Dave: “Deram-nos a entender que o próprio Coltrane falou de um avivamento espiritual.
Temos uma lista de um quinteto, mas acabámos com quatro percussionistas em
palco e, para além de Coltrane, outros três saxofonistas, dois deles
desconhecidos.” Bob: “Nestes anos que levo a ouvir, ver e apreciar jazz, nunca assisti
a nada tão estranho.” Dave: “Ainda há gente pelas cadeiras… E muitos têm exatamente
o mesmo ar que nós: vazio, inexpressivo.” A transcrição confirma que até em
rádio não há coisa mais eloquente do que o silêncio.
Eis os factos:
Coltrane tocou acompanhado por Alice, sua mulher, ao piano, e por Pharoah
Sanders em saxofone tenor, Sonny Johnson ao contrabaixo (em substituição de
Jimmy Garrison) e Rashied Ali na bateria; juntaram-se-lhe os ritmistas Umar Ali,
Robert Kenyatta, Charles Brown e Algie DeWitt e os saxofonistas Steve
Knoblauch e Arnold Joyner; interpretaram-se versões extasiadas de ‘Naima’,
‘Crescent’, ‘Leo’, ‘Offering’ e ‘My Favorite Things’. Mais: ‘Offering’ não tinha
ainda ido a estúdio (seria postumamente publicado em “Expression”, em setembro
de 67) e ‘Leo’ estava conservado numa fita que só veria a luz do dia em 72, com
“Infinity”; os tambores, esses, lembram “The Olatunji Concert”. Por fim: com
uma solenidade totémica, Coltrane garganteia em dois temas.
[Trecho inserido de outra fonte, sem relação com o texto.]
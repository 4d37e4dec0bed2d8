use std::sync::{Mutex, MutexGuard, PoisonError};

use alloy::primitives::{hex, Address, Bytes, B256};
use serde_json::Value;

use crate::codec::{self, OutboundMessage};
use crate::config::BridgeOptions;
use crate::correlator::{RequestCorrelator, RequestTicket};
use crate::domain::{
    BridgeEvent, ChainConfig, ChainId, NormalizedTransaction, ProviderConfig,
    ResponsePayload, Secret, SigningPrompt, TokenApprovalPrompt, TransactionKind, WalletAsset,
    WatchAssetPayload,
};
use crate::error::BridgeError;
use crate::family::AssetFamily;
use crate::hardware::{HardwareCoordinator, HardwareSession};
use crate::normalizer::{encode_token_approval, TransactionNormalizer};
use crate::ports::{
    ChainDataPort, ContentViewPort, PersistencePort, PortError, PromptPort, SignerPort,
};
use crate::registry::{ChainRegistry, SwitchPlan};
use crate::wallet::{self, CreatedWallet, HardwareWalletRequest, WalletCreationError};

const ERC20_ASSET_TYPE: &str = "ERC20";

/// Root of the bridge: owns the content view channel, the chain registry and the
/// pending-request set, and routes every inbound event to exactly one outbound
/// response or error.
pub struct BridgeOrchestrator<S, D, P, W, V>
where
    S: SignerPort,
    D: ChainDataPort,
    P: PromptPort,
    W: PersistencePort,
    V: ContentViewPort,
{
    pub signer: S,
    pub chain_data: D,
    pub prompts: P,
    pub persistence: W,
    options: BridgeOptions,
    registry: Mutex<ChainRegistry>,
    correlator: RequestCorrelator,
    view: Mutex<Option<V>>,
    account: Mutex<Option<Address>>,
}
//! dapp-bridge: headless host for the dapp bridge.
//!
//! Reads `{"channel": .., "args": [..]}` lines from stdin and writes the scripts the
//! content view would evaluate to stdout. Logs go to stderr.

mod host;

use std::rc::Rc;

use eyre::WrapErr;

use dapp_bridge_adapters::{
    BridgeAdapterConfig, DeterministicSigner, InMemoryPersistence, JsonRpcChainDataAdapter,
    ScriptedPromptAdapter, StdoutContentView,
};
use dapp_bridge_core::{BridgeOrchestrator, ChainRegistry};

#[tokio::main(flavor = "current_thread")]
async fn main() -> eyre::Result<()> {
    tracing_subscriber::fmt()
        .with_writer(std::io::stderr)
        .with_env_filter(
            tracing_subscriber::EnvFilter::from_default_env()
                .add_directive(tracing::Level::INFO.into()),
        )
        .init();

    let config = BridgeAdapterConfig::from_env();
    tracing::info!(
        chain_id = %config.chain_id,
        rpc_url = %config.rpc_url,
        auto_approve = config.auto_approve,
        "starting dapp-bridge"
    );

    let bridge = Rc::new(BridgeOrchestrator::new(
        DeterministicSigner::with_config(&config),
        JsonRpcChainDataAdapter::with_config(&config),
        ScriptedPromptAdapter::with_config(&config),
        InMemoryPersistence::default(),
        ChainRegistry::new(config.bootstrap_chain()),
        config.bridge_options(),
    ));
    bridge.attach(StdoutContentView);
    bridge
        .on_content_loaded()
        .wrap_err("failed to inject provider config")?;

    let stdin = tokio::io::BufReader::new(tokio::io::stdin());
    let handled = host::run(Rc::clone(&bridge), stdin)
        .await
        .wrap_err("failed to read bridge input")?;

    let orphaned = bridge.detach();
    tracing::info!(handled, orphaned, "input closed; shutting down");
    Ok(())
}
//! Locally cached package catalog engine
//!
//! Keeps an on-disk cache of registry packages, merges it with the packages
//! installed in a host project, and answers version-selection, upgrade,
//! dependency-namespace and search queries over immutable snapshots.
//!
//! # Modules
//!
//! - [`version`]: version number parsing and the version-list ordering
//! - [`catalog`]: records, snapshots, the disk cache and the synchronizer
//! - [`registry`]: remote registry access
//! - [`host`]: installed-package inventory and manifest editing
//! - [`history`]: install history used for "recently installed" ordering
//! - [`search`]: incremental filtering and sorting of snapshots
//! - [`config`]: configuration and well-known paths
//! - [`error`]: error types

pub mod catalog;
pub mod config;
pub mod error;
pub mod history;
pub mod host;
pub mod registry;
pub mod search;
pub mod version;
Morreria a 17 de
julho de 67.
Desde “Stellar Regions” que a descoberta de documentos inéditos
de Coltrane provoca alvoroços metafísicos. Aqui, ouvir a sua voz é como
tropeçar num indesmentível sinal de transcendência. E se tivesse visitado os
radialistas na cabine de som não seria de admirar que tivesse agradecido tamanha
perplexidade. Pelo que se conhece das suas leituras, talvez lhe viesse à
memória, até, uma conversa entre Siddhartha e Vasudeva à beira rio, em que se
falava de saber ouvir “sem paixão, sem desejo, sem julgamentos, sem opiniões”.
Por
estas palavras também teve particular apreço Jimmy Giuffre. Aliás, o seu “River
Chant”, de 75, é precisamente sobre a possibilidade de se escutar de uma só vez
as dez mil línguas com que se exprime esse rio que Hermann Hesse evocou. Dez
anos antes atravessava um dos piores momentos da sua carreira (ficaria sem
editar de 62 a 72), mas estas bobines (uma de um registo em trio, com Joe
Chambers e Richard Davis, outra de um quarteto com Chambers, Don Friedman e
Barre Phillips) provam que no murmúrio das águas percebeu um segredo: que “o
tempo não existe”; que se pode estar no presente “sem sombra do passado ou do
futuro.” Quando faleceu, a 24 de abril de 2008, não se dava como certo que seu
silêncio tivesse sido mais importante do que o ruído de muitos. Agora, sim.